======== Records for the task ========

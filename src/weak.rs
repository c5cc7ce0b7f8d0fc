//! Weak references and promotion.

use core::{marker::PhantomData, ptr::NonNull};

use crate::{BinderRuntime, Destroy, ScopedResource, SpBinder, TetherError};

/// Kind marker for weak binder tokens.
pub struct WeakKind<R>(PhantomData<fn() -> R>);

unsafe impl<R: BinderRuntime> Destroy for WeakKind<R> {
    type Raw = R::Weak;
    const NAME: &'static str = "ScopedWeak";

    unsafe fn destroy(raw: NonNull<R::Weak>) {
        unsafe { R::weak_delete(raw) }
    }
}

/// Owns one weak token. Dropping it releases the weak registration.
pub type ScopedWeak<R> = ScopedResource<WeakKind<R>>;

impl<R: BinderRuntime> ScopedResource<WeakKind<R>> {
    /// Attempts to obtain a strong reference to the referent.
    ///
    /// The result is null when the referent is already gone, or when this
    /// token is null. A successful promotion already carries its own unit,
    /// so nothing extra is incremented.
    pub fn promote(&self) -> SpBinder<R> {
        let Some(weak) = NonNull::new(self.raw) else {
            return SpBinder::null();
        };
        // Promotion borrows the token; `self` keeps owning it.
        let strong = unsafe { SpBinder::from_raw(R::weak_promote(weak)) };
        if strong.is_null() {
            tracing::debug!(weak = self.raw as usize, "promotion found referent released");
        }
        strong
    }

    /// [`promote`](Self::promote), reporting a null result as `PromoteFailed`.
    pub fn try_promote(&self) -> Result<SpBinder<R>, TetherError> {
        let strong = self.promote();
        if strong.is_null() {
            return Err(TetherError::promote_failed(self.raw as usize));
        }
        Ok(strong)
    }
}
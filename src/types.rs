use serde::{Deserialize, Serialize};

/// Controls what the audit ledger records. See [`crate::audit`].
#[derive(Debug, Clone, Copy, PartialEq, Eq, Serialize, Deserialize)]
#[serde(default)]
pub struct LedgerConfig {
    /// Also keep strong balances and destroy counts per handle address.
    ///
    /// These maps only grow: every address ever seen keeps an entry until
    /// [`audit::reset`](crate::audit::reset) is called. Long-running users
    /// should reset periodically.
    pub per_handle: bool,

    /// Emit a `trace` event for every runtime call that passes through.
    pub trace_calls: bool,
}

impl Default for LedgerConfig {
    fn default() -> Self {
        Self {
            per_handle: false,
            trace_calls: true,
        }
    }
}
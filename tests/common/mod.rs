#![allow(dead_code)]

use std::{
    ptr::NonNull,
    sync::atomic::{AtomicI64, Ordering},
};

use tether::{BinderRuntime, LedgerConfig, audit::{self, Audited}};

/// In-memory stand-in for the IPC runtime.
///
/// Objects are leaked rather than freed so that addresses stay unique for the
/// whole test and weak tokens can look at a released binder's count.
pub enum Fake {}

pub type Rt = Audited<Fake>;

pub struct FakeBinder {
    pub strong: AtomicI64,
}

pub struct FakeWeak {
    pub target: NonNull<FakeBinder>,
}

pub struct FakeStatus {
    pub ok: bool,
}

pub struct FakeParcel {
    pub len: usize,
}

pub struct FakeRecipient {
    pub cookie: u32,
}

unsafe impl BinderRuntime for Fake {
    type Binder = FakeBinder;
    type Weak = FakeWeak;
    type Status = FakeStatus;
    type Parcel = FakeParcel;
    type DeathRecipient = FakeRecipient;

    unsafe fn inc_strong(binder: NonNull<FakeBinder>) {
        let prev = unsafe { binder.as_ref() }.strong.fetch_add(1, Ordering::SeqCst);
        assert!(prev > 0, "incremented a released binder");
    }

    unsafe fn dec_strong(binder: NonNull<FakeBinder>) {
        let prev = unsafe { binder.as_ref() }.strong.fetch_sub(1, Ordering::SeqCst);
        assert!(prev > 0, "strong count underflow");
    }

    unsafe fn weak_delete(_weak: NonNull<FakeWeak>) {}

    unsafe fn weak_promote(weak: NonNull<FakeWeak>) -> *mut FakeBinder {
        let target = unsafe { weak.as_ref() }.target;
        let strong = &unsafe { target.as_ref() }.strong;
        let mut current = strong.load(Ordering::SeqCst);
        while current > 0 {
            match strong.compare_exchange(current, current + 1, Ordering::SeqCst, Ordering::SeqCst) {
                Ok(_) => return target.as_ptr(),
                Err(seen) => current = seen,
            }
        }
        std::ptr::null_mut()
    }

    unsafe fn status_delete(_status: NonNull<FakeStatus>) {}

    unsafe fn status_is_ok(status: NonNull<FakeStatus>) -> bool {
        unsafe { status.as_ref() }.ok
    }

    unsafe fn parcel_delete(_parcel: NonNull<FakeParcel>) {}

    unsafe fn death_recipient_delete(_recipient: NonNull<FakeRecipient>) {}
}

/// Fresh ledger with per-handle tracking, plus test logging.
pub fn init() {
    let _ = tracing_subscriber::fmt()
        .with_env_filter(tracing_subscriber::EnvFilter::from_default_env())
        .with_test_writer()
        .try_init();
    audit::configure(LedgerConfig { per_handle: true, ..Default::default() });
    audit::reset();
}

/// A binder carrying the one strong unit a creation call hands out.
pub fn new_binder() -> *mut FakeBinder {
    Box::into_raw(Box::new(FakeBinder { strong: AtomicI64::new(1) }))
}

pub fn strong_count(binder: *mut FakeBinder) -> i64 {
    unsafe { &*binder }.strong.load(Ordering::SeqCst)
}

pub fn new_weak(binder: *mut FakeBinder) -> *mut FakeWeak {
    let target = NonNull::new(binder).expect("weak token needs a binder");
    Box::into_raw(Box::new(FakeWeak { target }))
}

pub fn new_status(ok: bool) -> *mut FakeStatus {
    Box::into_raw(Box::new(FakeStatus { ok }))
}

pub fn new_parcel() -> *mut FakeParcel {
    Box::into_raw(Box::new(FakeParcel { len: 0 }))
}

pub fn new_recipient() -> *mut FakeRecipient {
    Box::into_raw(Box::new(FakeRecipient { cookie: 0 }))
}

========
======== Records for the task ========

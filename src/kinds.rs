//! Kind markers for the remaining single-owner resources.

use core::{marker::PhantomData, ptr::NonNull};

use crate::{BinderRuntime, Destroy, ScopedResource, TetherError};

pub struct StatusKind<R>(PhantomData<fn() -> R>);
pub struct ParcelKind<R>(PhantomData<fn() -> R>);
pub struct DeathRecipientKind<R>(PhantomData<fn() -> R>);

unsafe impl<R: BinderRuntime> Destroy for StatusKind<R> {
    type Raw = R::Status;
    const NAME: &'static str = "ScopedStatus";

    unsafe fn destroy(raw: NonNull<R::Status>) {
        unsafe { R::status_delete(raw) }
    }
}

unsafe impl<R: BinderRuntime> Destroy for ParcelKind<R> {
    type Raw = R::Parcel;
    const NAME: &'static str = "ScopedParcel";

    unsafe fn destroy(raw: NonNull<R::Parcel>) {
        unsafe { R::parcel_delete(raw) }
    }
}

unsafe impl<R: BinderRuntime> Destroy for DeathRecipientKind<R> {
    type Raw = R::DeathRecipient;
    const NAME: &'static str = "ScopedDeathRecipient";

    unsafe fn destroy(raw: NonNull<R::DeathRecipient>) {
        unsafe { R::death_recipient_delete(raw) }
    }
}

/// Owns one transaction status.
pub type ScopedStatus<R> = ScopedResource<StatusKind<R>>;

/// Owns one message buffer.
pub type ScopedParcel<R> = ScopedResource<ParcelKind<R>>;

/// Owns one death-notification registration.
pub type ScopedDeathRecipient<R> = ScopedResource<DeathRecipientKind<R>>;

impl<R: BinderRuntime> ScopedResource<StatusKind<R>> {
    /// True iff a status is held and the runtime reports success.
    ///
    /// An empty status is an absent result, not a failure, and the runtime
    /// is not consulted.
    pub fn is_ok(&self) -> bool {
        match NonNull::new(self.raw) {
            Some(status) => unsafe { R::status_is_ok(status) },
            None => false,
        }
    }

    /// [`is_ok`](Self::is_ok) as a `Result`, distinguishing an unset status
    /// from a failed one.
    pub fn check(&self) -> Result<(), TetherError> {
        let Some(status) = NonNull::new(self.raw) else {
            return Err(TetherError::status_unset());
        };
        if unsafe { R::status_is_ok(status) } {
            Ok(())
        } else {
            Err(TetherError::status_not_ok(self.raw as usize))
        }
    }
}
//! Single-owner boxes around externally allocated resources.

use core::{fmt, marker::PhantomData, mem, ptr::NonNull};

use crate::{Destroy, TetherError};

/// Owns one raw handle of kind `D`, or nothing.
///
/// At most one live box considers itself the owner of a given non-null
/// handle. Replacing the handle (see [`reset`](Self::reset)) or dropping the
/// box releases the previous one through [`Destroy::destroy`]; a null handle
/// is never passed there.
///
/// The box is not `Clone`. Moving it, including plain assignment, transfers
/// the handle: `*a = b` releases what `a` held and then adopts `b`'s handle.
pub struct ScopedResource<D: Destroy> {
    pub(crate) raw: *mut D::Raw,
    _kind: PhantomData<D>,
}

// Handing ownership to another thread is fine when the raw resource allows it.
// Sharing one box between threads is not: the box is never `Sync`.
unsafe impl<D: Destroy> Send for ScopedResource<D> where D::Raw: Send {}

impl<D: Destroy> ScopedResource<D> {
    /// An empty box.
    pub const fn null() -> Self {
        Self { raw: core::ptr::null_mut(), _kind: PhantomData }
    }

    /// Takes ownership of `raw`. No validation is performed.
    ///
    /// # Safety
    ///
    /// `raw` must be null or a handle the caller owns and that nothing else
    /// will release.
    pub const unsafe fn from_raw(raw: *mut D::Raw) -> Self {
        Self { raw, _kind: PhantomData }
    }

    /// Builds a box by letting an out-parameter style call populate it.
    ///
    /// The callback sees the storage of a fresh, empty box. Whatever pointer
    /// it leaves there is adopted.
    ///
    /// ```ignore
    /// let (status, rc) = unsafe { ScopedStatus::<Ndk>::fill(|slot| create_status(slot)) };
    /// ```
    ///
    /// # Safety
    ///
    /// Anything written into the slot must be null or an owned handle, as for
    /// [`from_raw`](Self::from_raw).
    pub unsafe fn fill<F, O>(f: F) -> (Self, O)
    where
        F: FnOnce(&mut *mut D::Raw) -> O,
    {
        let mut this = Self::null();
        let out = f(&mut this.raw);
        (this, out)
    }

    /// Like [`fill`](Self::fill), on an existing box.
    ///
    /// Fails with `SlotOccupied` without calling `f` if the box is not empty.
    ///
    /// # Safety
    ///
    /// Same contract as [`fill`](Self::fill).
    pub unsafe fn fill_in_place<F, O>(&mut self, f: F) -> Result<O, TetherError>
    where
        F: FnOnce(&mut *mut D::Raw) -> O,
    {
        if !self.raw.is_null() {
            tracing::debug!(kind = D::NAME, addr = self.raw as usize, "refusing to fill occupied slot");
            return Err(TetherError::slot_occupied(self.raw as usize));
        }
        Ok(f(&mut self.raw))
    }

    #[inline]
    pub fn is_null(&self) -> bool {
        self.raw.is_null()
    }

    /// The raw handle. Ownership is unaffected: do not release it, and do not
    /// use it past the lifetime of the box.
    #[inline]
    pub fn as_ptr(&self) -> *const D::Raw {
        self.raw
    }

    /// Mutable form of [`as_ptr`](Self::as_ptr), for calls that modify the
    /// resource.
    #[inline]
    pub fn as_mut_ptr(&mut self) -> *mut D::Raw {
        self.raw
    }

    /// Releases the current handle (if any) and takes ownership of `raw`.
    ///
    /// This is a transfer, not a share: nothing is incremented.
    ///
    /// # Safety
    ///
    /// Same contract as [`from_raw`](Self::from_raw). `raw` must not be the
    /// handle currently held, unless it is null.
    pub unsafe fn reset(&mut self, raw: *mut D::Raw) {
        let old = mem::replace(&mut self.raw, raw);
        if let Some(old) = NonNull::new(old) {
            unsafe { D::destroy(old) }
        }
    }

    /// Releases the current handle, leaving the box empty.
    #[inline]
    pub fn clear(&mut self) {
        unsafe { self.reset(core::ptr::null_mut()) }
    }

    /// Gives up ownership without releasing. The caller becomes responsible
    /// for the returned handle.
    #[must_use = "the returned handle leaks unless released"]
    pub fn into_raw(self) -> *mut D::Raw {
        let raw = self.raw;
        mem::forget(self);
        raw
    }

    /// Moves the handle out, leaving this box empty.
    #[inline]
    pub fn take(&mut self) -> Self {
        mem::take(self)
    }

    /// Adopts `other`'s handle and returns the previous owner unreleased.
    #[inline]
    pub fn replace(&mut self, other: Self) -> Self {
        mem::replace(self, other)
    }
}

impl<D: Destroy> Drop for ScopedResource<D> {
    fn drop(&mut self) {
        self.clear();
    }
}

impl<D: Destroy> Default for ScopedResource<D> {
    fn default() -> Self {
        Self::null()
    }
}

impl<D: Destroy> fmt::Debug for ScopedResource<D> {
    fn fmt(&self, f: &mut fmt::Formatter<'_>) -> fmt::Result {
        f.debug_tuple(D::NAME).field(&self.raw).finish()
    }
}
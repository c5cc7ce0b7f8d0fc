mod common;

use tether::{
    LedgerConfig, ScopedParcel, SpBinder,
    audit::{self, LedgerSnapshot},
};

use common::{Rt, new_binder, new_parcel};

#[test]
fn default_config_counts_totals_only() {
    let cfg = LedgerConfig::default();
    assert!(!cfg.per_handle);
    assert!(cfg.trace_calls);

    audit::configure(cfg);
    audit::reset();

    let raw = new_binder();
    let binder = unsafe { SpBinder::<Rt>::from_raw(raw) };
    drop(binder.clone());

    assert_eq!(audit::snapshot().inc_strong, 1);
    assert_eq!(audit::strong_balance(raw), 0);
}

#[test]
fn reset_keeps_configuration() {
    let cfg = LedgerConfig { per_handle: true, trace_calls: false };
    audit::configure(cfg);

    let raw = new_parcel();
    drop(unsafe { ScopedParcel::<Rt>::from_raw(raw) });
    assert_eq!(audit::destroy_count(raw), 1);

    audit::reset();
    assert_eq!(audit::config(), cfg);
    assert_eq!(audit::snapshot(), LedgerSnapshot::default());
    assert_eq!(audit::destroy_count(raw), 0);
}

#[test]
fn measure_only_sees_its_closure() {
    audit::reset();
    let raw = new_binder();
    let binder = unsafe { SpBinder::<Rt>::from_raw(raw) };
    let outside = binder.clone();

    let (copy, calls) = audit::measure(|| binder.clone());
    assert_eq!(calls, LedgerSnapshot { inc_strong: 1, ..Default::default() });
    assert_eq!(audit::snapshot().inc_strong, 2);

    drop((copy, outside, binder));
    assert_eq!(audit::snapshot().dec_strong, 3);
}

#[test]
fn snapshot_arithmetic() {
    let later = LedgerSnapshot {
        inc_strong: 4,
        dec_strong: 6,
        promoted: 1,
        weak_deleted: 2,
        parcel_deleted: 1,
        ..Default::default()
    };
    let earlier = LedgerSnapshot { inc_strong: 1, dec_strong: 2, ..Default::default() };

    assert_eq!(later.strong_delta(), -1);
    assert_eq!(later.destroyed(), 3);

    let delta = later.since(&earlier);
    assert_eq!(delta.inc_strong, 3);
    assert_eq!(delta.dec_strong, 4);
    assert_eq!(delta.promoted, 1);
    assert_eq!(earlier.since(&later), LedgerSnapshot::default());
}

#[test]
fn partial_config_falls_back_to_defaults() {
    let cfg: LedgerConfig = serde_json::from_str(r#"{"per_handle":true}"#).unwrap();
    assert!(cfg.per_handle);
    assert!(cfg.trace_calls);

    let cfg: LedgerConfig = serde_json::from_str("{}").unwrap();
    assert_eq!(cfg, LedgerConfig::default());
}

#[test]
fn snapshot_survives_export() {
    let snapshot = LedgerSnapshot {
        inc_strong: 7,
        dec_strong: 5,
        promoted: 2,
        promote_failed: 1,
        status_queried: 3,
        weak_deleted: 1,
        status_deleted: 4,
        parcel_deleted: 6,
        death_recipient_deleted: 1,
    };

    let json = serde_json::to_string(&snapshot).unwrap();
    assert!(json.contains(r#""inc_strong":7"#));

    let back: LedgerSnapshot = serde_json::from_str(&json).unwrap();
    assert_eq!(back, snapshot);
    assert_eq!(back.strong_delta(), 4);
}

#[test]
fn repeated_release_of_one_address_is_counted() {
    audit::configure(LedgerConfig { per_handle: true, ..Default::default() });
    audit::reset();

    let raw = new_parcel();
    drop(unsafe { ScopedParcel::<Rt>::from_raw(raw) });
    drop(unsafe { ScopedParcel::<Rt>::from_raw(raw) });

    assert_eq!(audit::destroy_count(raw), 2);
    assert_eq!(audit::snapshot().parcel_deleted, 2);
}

========

All that is needed is the exact run of lines above from the line containing "filename src/weak.rs" through the line containing "pub struct LedgerConfig", both of them included.

● Reply:
filename src/weak.rs
repository c5cc7ce0b7f8d0fc
//! Weak references and promotion.

use core::{marker::PhantomData, ptr::NonNull};

use crate::{BinderRuntime, Destroy, ScopedResource, SpBinder, TetherError};

/// Kind marker for weak binder tokens.
pub struct WeakKind<R>(PhantomData<fn() -> R>);

unsafe impl<R: BinderRuntime> Destroy for WeakKind<R> {
    type Raw = R::Weak;
    const NAME: &'static str = "ScopedWeak";

    unsafe fn destroy(raw: NonNull<R::Weak>) {
        unsafe { R::weak_delete(raw) }
    }
}

/// Owns one weak token. Dropping it releases the weak registration.
pub type ScopedWeak<R> = ScopedResource<WeakKind<R>>;

impl<R: BinderRuntime> ScopedResource<WeakKind<R>> {
    /// Attempts to obtain a strong reference to the referent.
    ///
    /// The result is null when the referent is already gone, or when this
    /// token is null. A successful promotion already carries its own unit,
    /// so nothing extra is incremented.
    pub fn promote(&self) -> SpBinder<R> {
        let Some(weak) = NonNull::new(self.raw) else {
            return SpBinder::null();
        };
        // Promotion borrows the token; `self` keeps owning it.
        let strong = unsafe { SpBinder::from_raw(R::weak_promote(weak)) };
        if strong.is_null() {
            tracing::debug!(weak = self.raw as usize, "promotion found referent released");
        }
        strong
    }

    /// [`promote`](Self::promote), reporting a null result as `PromoteFailed`.
    pub fn try_promote(&self) -> Result<SpBinder<R>, TetherError> {
        let strong = self.promote();
        if strong.is_null() {
            return Err(TetherError::promote_failed(self.raw as usize));
        }
        Ok(strong)
    }
}
filename src/types.rs
use serde::{Deserialize, Serialize};

/// Controls what the audit ledger records. See [`crate::audit`].
#[derive(Debug, Clone, Copy, PartialEq, Eq, Serialize, Deserialize)]
#[serde(default)]
pub struct LedgerConfig {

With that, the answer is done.